Since a consensus of other miners could still overwrite the most recent block, most applications demand three to six blocks to pass before they deem a transaction to be final. Time-to-finality is 42–90 seconds, accordingly. Users have to wait for finality until they can move on in their trades, and 90 seconds is a long time for the internet age.
Ethereum 2.0 will drastically change that and offer up to 100,000 TPS, and time-to-finality could be as low as six seconds, depending on the final implementation.
Current throughput and speed mark Ethereum as a member of the “old guard,” but strong network effects remain relevant.

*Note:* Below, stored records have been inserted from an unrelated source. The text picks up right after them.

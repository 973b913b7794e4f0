//! Swap Meter

use std::cell::RefCell;

use super::{
    draw_bar_with_text, draw_graph, draw_swap_stacked_graph, draw_text_segments, human_unit,
    BarSegment, GraphData, Meter, MeterMode, SwapStackedGraphData, TextSegment,
    SWAP_STACKED_GRAPH_SEGMENTS,
};
use crate::core::{Machine, Settings};
use crate::ui::ColorElement;
use crate::ui::Crt;

/// Swap Meter
///
/// Displays swap usage exactly like C htop:
/// Bar mode: "Swp[|||||||||     XXXM/YYYM]"
/// The value text appears right-aligned INSIDE the bar
#[derive(Debug)]
pub struct SwapMeter {
    mode: MeterMode,
    used: f64,
    cache: f64,
    total: f64,
    /// Graph data for historical display (RefCell for interior mutability)
    graph_data: RefCell<GraphData>,
    /// Stacked graph data for historical display with per-component colors
    stacked_graph_data: RefCell<SwapStackedGraphData>,
}

impl Default for SwapMeter {
    fn default() -> Self {
        Self::new()
    }
}

impl SwapMeter {
    pub fn new() -> Self {
        SwapMeter {
            mode: MeterMode::Bar,
            used: 0.0,
            cache: 0.0,
            total: 0.0,
            graph_data: RefCell::new(GraphData::new()),
            stacked_graph_data: RefCell::new(SwapStackedGraphData::new()),
        }
    }
}

impl Meter for SwapMeter {
    fn name(&self) -> &'static str {
        "Swap"
    }

    fn caption(&self) -> &str {
        "Swp"
    }

    fn update(&mut self, machine: &Machine) {
        self.total = machine.total_swap as f64;
        self.used = machine.used_swap as f64;
        self.cache = machine.cached_swap as f64;
    }

    fn draw(
        &self,
        crt: &mut Crt,
        _machine: &Machine,
        _settings: &Settings,
        x: i32,
        y: i32,
        width: i32,
    ) {
        match self.mode {
            MeterMode::Bar => {
                // Get color attributes
                let swap_attr = crt.color(ColorElement::Swap);
                let swap_cache_attr = crt.color(ColorElement::SwapCache);

                let text = format!("{}/{}", human_unit(self.used), human_unit(self.total));

                // Build bar segments
                let segments = vec![
                    BarSegment {
                        value: self.used,
                        attr: swap_attr,
                    },
                    BarSegment {
                        value: self.cache.max(0.0),
                        attr: swap_cache_attr,
                    },
                ];

                draw_bar_with_text(crt, x, y, width, "Swp", &segments, self.total, &text);
            }
            MeterMode::Text => {
                // Extract all colors BEFORE building segments
                let text_attr = crt.color(ColorElement::MeterText);
                let value_attr = crt.color(ColorElement::MeterValue);
                let cache_attr = crt.color(ColorElement::SwapCache);

                // Pre-compute values
                let total_str = human_unit(self.total);
                let used_str = human_unit(self.used);
                let cache_str = if self.cache >= 0.0 {
                    Some(human_unit(self.cache))
                } else {
                    None
                };

                // Build segments: "Swp:TOTAL used:VALUE cache:VALUE"
                let mut segments = vec![
                    TextSegment {
                        text: "Swp:",
                        attr: text_attr,
                    },
                    TextSegment {
                        text: &total_str,
                        attr: value_attr,
                    },
                    TextSegment {
                        text: " used:",
                        attr: text_attr,
                    },
                    TextSegment {
                        text: &used_str,
                        attr: value_attr,
                    },
                ];

                // Add cache segment if supported
                if let Some(ref cache) = cache_str {
                    segments.push(TextSegment {
                        text: " cache:",
                        attr: text_attr,
                    });
                    segments.push(TextSegment {
                        text: cache,
                        attr: cache_attr,
                    });
                }

                draw_text_segments(crt, x, y, &segments);
            }
            MeterMode::Led => {
                // LED mode: show same detailed breakdown as Text mode, rendered with draw_led
                // Format: "Swp:TOTAL used:VALUE cache:VALUE"
                let mut text =
                    format!(":{} used:{}", human_unit(self.total), human_unit(self.used));

                if self.cache >= 0.0 {
                    text.push_str(&format!(" cache:{}", human_unit(self.cache)));
                }

                super::draw_led(crt, x, y, width, "Swp", &text);
            }
            MeterMode::Graph => {
                // Calculate swap usage as percentage (normalized to 0.0-1.0)
                let normalized = if self.total > 0.0 {
                    self.used / self.total
                } else {
                    0.0
                };

                // Record the value in graph data
                {
                    let mut graph_data = self.graph_data.borrow_mut();
                    graph_data.record(normalized, _settings.delay * 100);
                }

                // Draw the graph
                let graph_data = self.graph_data.borrow();
                draw_graph(crt, x, y, width, self.height(), &graph_data, "Swp");
            }
            MeterMode::StackedGraph => {
                // StackedGraph mode: show used and cache as separate colored segments
                use crate::ui::ColorElement;

                // Pre-compute segment colors
                let segment_colors: [u32; SWAP_STACKED_GRAPH_SEGMENTS] = [
                    crt.color(ColorElement::Swap),      // used
                    crt.color(ColorElement::SwapCache), // cache
                ];

                // Calculate segment values as ratio of total (0.0-1.0)
                let (used_ratio, cache_ratio) = if self.total > 0.0 {
                    (
                        self.used / self.total,
                        self.cache.max(0.0) / self.total, // Hide negative (unsupported) values
                    )
                } else {
                    (0.0, 0.0)
                };

                let segments: [f64; SWAP_STACKED_GRAPH_SEGMENTS] = [used_ratio, cache_ratio];

                // Record the value in stacked graph data
                {
                    let mut stacked_graph_data = self.stacked_graph_data.borrow_mut();
                    stacked_graph_data.record(segments, _settings.delay * 100);
                }

                // Draw the stacked graph
                let stacked_graph_data = self.stacked_graph_data.borrow();
                draw_swap_stacked_graph(
                    crt,
                    x,
                    y,
                    width,
                    self.height(),
                    &stacked_graph_data,
                    "Swp",
                    &segment_colors,
                );
            }
        }
    }

    fn mode(&self) -> MeterMode {
        self.mode
    }

    fn set_mode(&mut self, mode: MeterMode) {
        self.mode = mode;
    }

    fn supported_modes(&self) -> u32 {
        // Swap meter supports all modes including StackedGraph
        (1 << MeterMode::Bar as u32)
            | (1 << MeterMode::Text as u32)
            | (1 << MeterMode::Graph as u32)
            | (1 << MeterMode::Led as u32)
            | (1 << MeterMode::StackedGraph as u32)
    }
}

#[cfg(test)]
mod tests {
    use super::*;
    use crate::core::Machine;
    use crate::meters::human_unit;

    // ==================== Constructor Tests ====================

    #[test]
    fn test_swap_meter_new() {
        let meter = SwapMeter::new();
        assert_eq!(meter.mode, MeterMode::Bar);
        assert_eq!(meter.used, 0.0);
        assert_eq!(meter.cache, 0.0);
        assert_eq!(meter.total, 0.0);
    }

    #[test]
    fn test_swap_meter_default() {
        let meter = SwapMeter::default();
        assert_eq!(meter.mode, MeterMode::Bar);
        assert_eq!(meter.total, 0.0);
    }

    // ==================== human_unit Tests ====================
    // Same algorithm as in mod.rs, verified here for swap-specific coverage

    #[test]
    fn test_human_unit_kilobytes() {
        assert_eq!(human_unit(100.0), "100K");
        assert_eq!(human_unit(512.0), "512K");
        assert_eq!(human_unit(1023.0), "1023K");
    }

    #[test]
    fn test_human_unit_megabytes() {
        assert_eq!(human_unit(1024.0), "1.00M");
        assert_eq!(human_unit(2048.0), "2.00M");
        assert_eq!(human_unit(10240.0), "10.0M");
        assert_eq!(human_unit(102400.0), "100M");
    }

    #[test]
    fn test_human_unit_gigabytes() {
        assert_eq!(human_unit(1048576.0), "1.00G");
        assert_eq!(human_unit(8388608.0), "8.00G");
        assert_eq!(human_unit(16777216.0), "16.0G");
    }

    #[test]
    fn test_human_unit_zero() {
        assert_eq!(human_unit(0.0), "0K");
    }

    // ==================== Update Tests ====================

    #[test]
    fn test_swap_meter_update() {
        let mut meter = SwapMeter::new();
        let mut machine = Machine::default();

        machine.total_swap = 8 * 1024 * 1024; // 8 GB in KB
        machine.used_swap = 2 * 1024 * 1024; // 2 GB
        machine.cached_swap = 512 * 1024; // 512 MB

        meter.update(&machine);

        assert_eq!(meter.total, 8.0 * 1024.0 * 1024.0);
        assert_eq!(meter.used, 2.0 * 1024.0 * 1024.0);
        assert_eq!(meter.cache, 512.0 * 1024.0);
    }

    #[test]
    fn test_swap_meter_update_zero_values() {
        let mut meter = SwapMeter::new();
        let machine = Machine::default();

        meter.update(&machine);

        assert_eq!(meter.total, 0.0);
        assert_eq!(meter.used, 0.0);
        assert_eq!(meter.cache, 0.0);
    }

    // ==================== Meter Trait Tests ====================

    #[test]
    fn test_swap_meter_name() {
        let meter = SwapMeter::new();
        assert_eq!(meter.name(), "Swap");
    }

    #[test]
    fn test_swap_meter_caption() {
        let meter = SwapMeter::new();
        assert_eq!(meter.caption(), "Swp");
    }

    #[test]
    fn test_swap_meter_mode() {
        let mut meter = SwapMeter::new();
        assert_eq!(meter.mode(), MeterMode::Bar);

        meter.set_mode(MeterMode::Text);
        assert_eq!(meter.mode(), MeterMode::Text);

        meter.set_mode(MeterMode::Graph);
        assert_eq!(meter.mode(), MeterMode::Graph);

        meter.set_mode(MeterMode::Led);
        assert_eq!(meter.mode(), MeterMode::Led);
    }

    #[test]
    fn test_swap_meter_height() {
        let mut meter = SwapMeter::new();

        meter.set_mode(MeterMode::Bar);
        assert_eq!(meter.height(), 1);

        meter.set_mode(MeterMode::Text);
        assert_eq!(meter.height(), 1);

        meter.set_mode(MeterMode::Led);
        assert_eq!(meter.height(), 3);

        meter.set_mode(MeterMode::Graph);
        assert_eq!(meter.height(), 4);
    }

    #[test]
    fn test_swap_meter_default_mode() {
        let meter = SwapMeter::new();
        assert_eq!(meter.default_mode(), MeterMode::Bar);
    }
}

The big question is whether the upgrade to a sharded, performant Ethereum 2.0 will come soon, or whether other chains will take a piece of Ethereum’s pie.
In order to become a global DeFi system, Ethereum needs to actually implement this growth in potential TPS, otherwise competitors will gain ground that can already theoretically process more transactions.
This article is an extract from the 80+ page Scaling Report: Does the Future of Decentralized Finance Still Belong to Ethereum? co-published by the Crypto Research Report and Cointelegraph Consulting, written by ten authors and supported by Arcana, Brave, ANote Music, Radix, Fuse, Cryptix, Casper Labs, Coinfinity, Ambire, BitPanda and CakeDEFI.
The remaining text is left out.